5. By alleging that the defendant violated the plaintiff’s rights under the West Virginia and United States Constitutions, the plaintiff clearly and unambiguously has not created any federal cause of action to warrant the removal of this case to federal court.

6. . . . . Furthermore, by alleging violations of the United States Constitution, the Governmental Tort Claims and Insurance Reform Act is inapplicable.

Id. at 8-9. On July 8, 2020, the City removed the action to this court, asserting that the plaintiff’s first and second causes of action arise under the federal Constitution. See ECF No. 1. The plaintiff subsequently filed the current motion to remand. See ECF No. 3. Notably, in her motion-to-remand briefing, the plaintiff represents that she “went to great lengths to ensure that any person reading [her] complaint would have to know that only an action based upon West Virginia law was being alleged.” Id. at 5 (emphasis added). She further represents that she “deliberately and explicitly stated throughout the complaint that [she] [was] alleging a state constitutional tort action and that this action was not filed pursuant to 42 U.S.C. § 1983, or any other related federal statute.” Id. at 7 (emphasis added).

II. Discussion A. Motion to Remand

Under the statute governing federal removal jurisdiction, “any civil action brought in a State court of which the district courts of the United States have original jurisdiction, may be removed by the defendant . . . to the district court of the United States for the district and division embracing the place where such action is pending.” 28 U.S.C. § 1441(a). One source of original jurisdiction provides that “[t]he district courts shall have original jurisdiction of all civil actions arising under the Constitution, laws, or treaties of the United States.” 28 U.S.C. § 1331. Accordingly,

under the well-pleaded complaint rule, “removal is appropriate if the face of the complaint raises a federal question.” Lontz v. Tharp, 413 F.3d 435, 439 (4th Cir. 2005). In applying the well-pleaded complaint rule, “courts ‘ordinarily look no further than the plaintiff’s properly pleaded complaint in determining whether a lawsuit raises issues of federal law capable of creating federal-question jurisdiction under 28 U.S.C. § 1331.’” Pinney v. Nokia, Inc., 402 F.3d 430, 442 (4th Cir. 2005) (brackets and ellipsis omitted) (quoting Custer v. Sweeney, 89 F3d 1156, 1165 (4th Cir. 1996)). “[I]n examining the complaint, [the] first step is to ‘discern whether

federal or state law creates the cause of action.’” Id. (quoting Mulcahey v. Columbia Organic Chems. Co., 29 F.3d 148, 151 (4th Cir. 1994)). “If federal law creates a plaintiff’s claim, then removal is proper.” Id. Further, if state law creates a claim, removal is proper if the defendant establishes that “the plaintiff’s right to relief necessarily depends on a question of federal law” and that “the question of federal law is substantial.” Id. (internal quotation marks omitted) (quoting Dixon v. Coburg Dairy, Inc., 369 F.3d 811, 816 (4th Cir. 2004)).

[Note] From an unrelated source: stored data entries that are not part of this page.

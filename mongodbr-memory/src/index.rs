//! Index bookkeeping for in-memory collections.
//!
//! Indexes are not used to speed up queries. They exist so that index management calls
//! behave like the real store: names are generated and listed, the `_id_` index is always
//! present, and unique indexes reject duplicate keys.

use bson::{Bson, Document, doc};

use mongodbr_core::{
    error::{RepositoryError, RepositoryResult},
    index::EntityIndexDefine,
    options::IndexOptions,
};

use crate::evaluator::{Comparable, get_path};

const ID_INDEX: &str = "_id_";

#[derive(Debug, Clone)]
struct IndexSpec {
    name: String,
    keys: Document,
    fields: Vec<String>,
    options: IndexOptions,
}

impl IndexSpec {
    fn is_unique(&self) -> bool {
        self.name == ID_INDEX || self.options.unique.unwrap_or(false)
    }

    /// Returns the indexed values of `document`, or `None` when a sparse index skips it.
    fn key_of<'a>(&self, document: &'a Document) -> Option<Vec<Option<&'a Bson>>> {
        let key = self
            .fields
            .iter()
            .map(|field| get_path(document, field))
            .collect::<Vec<_>>();

        if self.options.sparse.unwrap_or(false) && key.iter().all(Option::is_none) {
            return None;
        }

        Some(key)
    }

    fn to_document(&self) -> Document {
        let mut spec = doc! { "v": 2, "key": self.keys.clone(), "name": self.name.clone() };

        if let Some(true) = self.options.unique {
            spec.insert("unique", true);
        }
        if let Some(true) = self.options.sparse {
            spec.insert("sparse", true);
        }
        if let Some(expire_after) = self.options.expire_after {
            spec.insert("expireAfterSeconds", expire_after.as_secs() as i64);
        }

        spec
    }
}

fn same_key(left: &[Option<&Bson>], right: &[Option<&Bson>]) -> bool {
    left.len() == right.len()
        && left.iter().zip(right).all(|(a, b)| {
            let a = a.map(Comparable::from).unwrap_or(Comparable::Null);
            let b = b.map(Comparable::from).unwrap_or(Comparable::Null);
            a == b
        })
}

/// The indexes of one in-memory collection.
#[derive(Debug, Clone)]
pub(crate) struct IndexCatalog {
    indexes: Vec<IndexSpec>,
}

impl Default for IndexCatalog {
    fn default() -> Self {
        Self {
            indexes: vec![IndexSpec {
                name: ID_INDEX.to_string(),
                keys: doc! { "_id": 1 },
                fields: vec!["_id".to_string()],
                options: IndexOptions::default(),
            }],
        }
    }
}

impl IndexCatalog {
    /// Registers an index, checking existing documents against it when it is unique.
    ///
    /// Creating an index that already exists with the same keys is a no-op.
    pub fn create(
        &mut self,
        define: &EntityIndexDefine,
        options: Option<&IndexOptions>,
        documents: &[Document],
    ) -> RepositoryResult<String> {
        define.validate()?;

        let options = define.resolve(options);
        let keys = define.keys_document();
        let name = options.name.clone().unwrap_or_else(|| define.default_name());

        if let Some(existing) = self.indexes.iter().find(|index| index.name == name) {
            if existing.keys == keys {
                return Ok(name);
            }
            return Err(RepositoryError::InvalidIndex(format!(
                "an index named '{}' already exists with different keys",
                name
            )));
        }
        if self.indexes.iter().any(|index| index.keys == keys) {
            return Err(RepositoryError::InvalidIndex(format!(
                "an index with keys {} already exists",
                keys
            )));
        }

        let spec = IndexSpec {
            name: name.clone(),
            keys,
            fields: define.keys.iter().map(|(field, _)| field.clone()).collect(),
            options,
        };

        if spec.is_unique() {
            let mut seen: Vec<Vec<Option<&Bson>>> = Vec::new();
            for document in documents {
                if let Some(key) = spec.key_of(document) {
                    if seen.iter().any(|other| same_key(other, &key)) {
                        return Err(RepositoryError::DuplicateKey(format!(
                            "cannot build unique index '{}': duplicate key",
                            name
                        )));
                    }
                    seen.push(key);
                }
            }
        }

        self.indexes.push(spec);
        Ok(name)
    }

    /// Drops an index by name. The `_id_` index cannot be dropped.
    pub fn drop(&mut self, name: &str) -> RepositoryResult<()> {
        if name == ID_INDEX {
            return Err(RepositoryError::InvalidIndex(
                "cannot drop the _id_ index".to_string(),
            ));
        }

        let before = self.indexes.len();
        self.indexes.retain(|index| index.name != name);

        if self.indexes.len() == before {
            return Err(RepositoryError::IndexNotFound(name.to_string()));
        }

        Ok(())
    }

    /// Drops every index except `_id_`.
    pub fn drop_all(&mut self) {
        self.indexes.retain(|index| index.name == ID_INDEX);
    }

    pub fn list(&self) -> Vec<Document> {
        self.indexes.iter().map(IndexSpec::to_document).collect()
    }

    /// Verifies that `candidate` would not duplicate a unique key held by `documents`.
    ///
    /// The document at position `skip` is ignored, so an updated document is not compared
    /// with its previous version.
    pub fn check_unique(
        &self,
        documents: &[Document],
        candidate: &Document,
        skip: Option<usize>,
    ) -> RepositoryResult<()> {
        for index in self.indexes.iter().filter(|index| index.is_unique()) {
            let Some(key) = index.key_of(candidate) else {
                continue;
            };

            let duplicate = documents
                .iter()
                .enumerate()
                .filter(|(position, _)| Some(*position) != skip)
                .filter_map(|(_, document)| index.key_of(document))
                .any(|other| same_key(&other, &key));

            if duplicate {
                return Err(RepositoryError::DuplicateKey(format!(
                    "duplicate key for index '{}'",
                    index.name
                )));
            }
        }

        Ok(())
    }
}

“[T]he party seeking removal[] . . . bears the burden of establishing federal jurisdiction, in a context in which [courts] ‘strictly construe’ jurisdictional limits because of the ‘significant federalism concerns’ that attend the removal of cases from state court to federal court.” Burrell v. Bayer Corp., 918 F.3d 372, 380–81 (4th Cir. 2019) (quoting Mulcahey, 29 F.3d at 151). “‘If it appears before final judgment that a case was not properly removed, because it was not within the original jurisdiction of the United States district courts, the district court must remand it to the state court from which it was removed.’” Pinney, at 441 (quoting Franchise Tax Bd. v. Constr. Laborer’s Vacation Tr., 463 U.S. 1, 8 (1983)).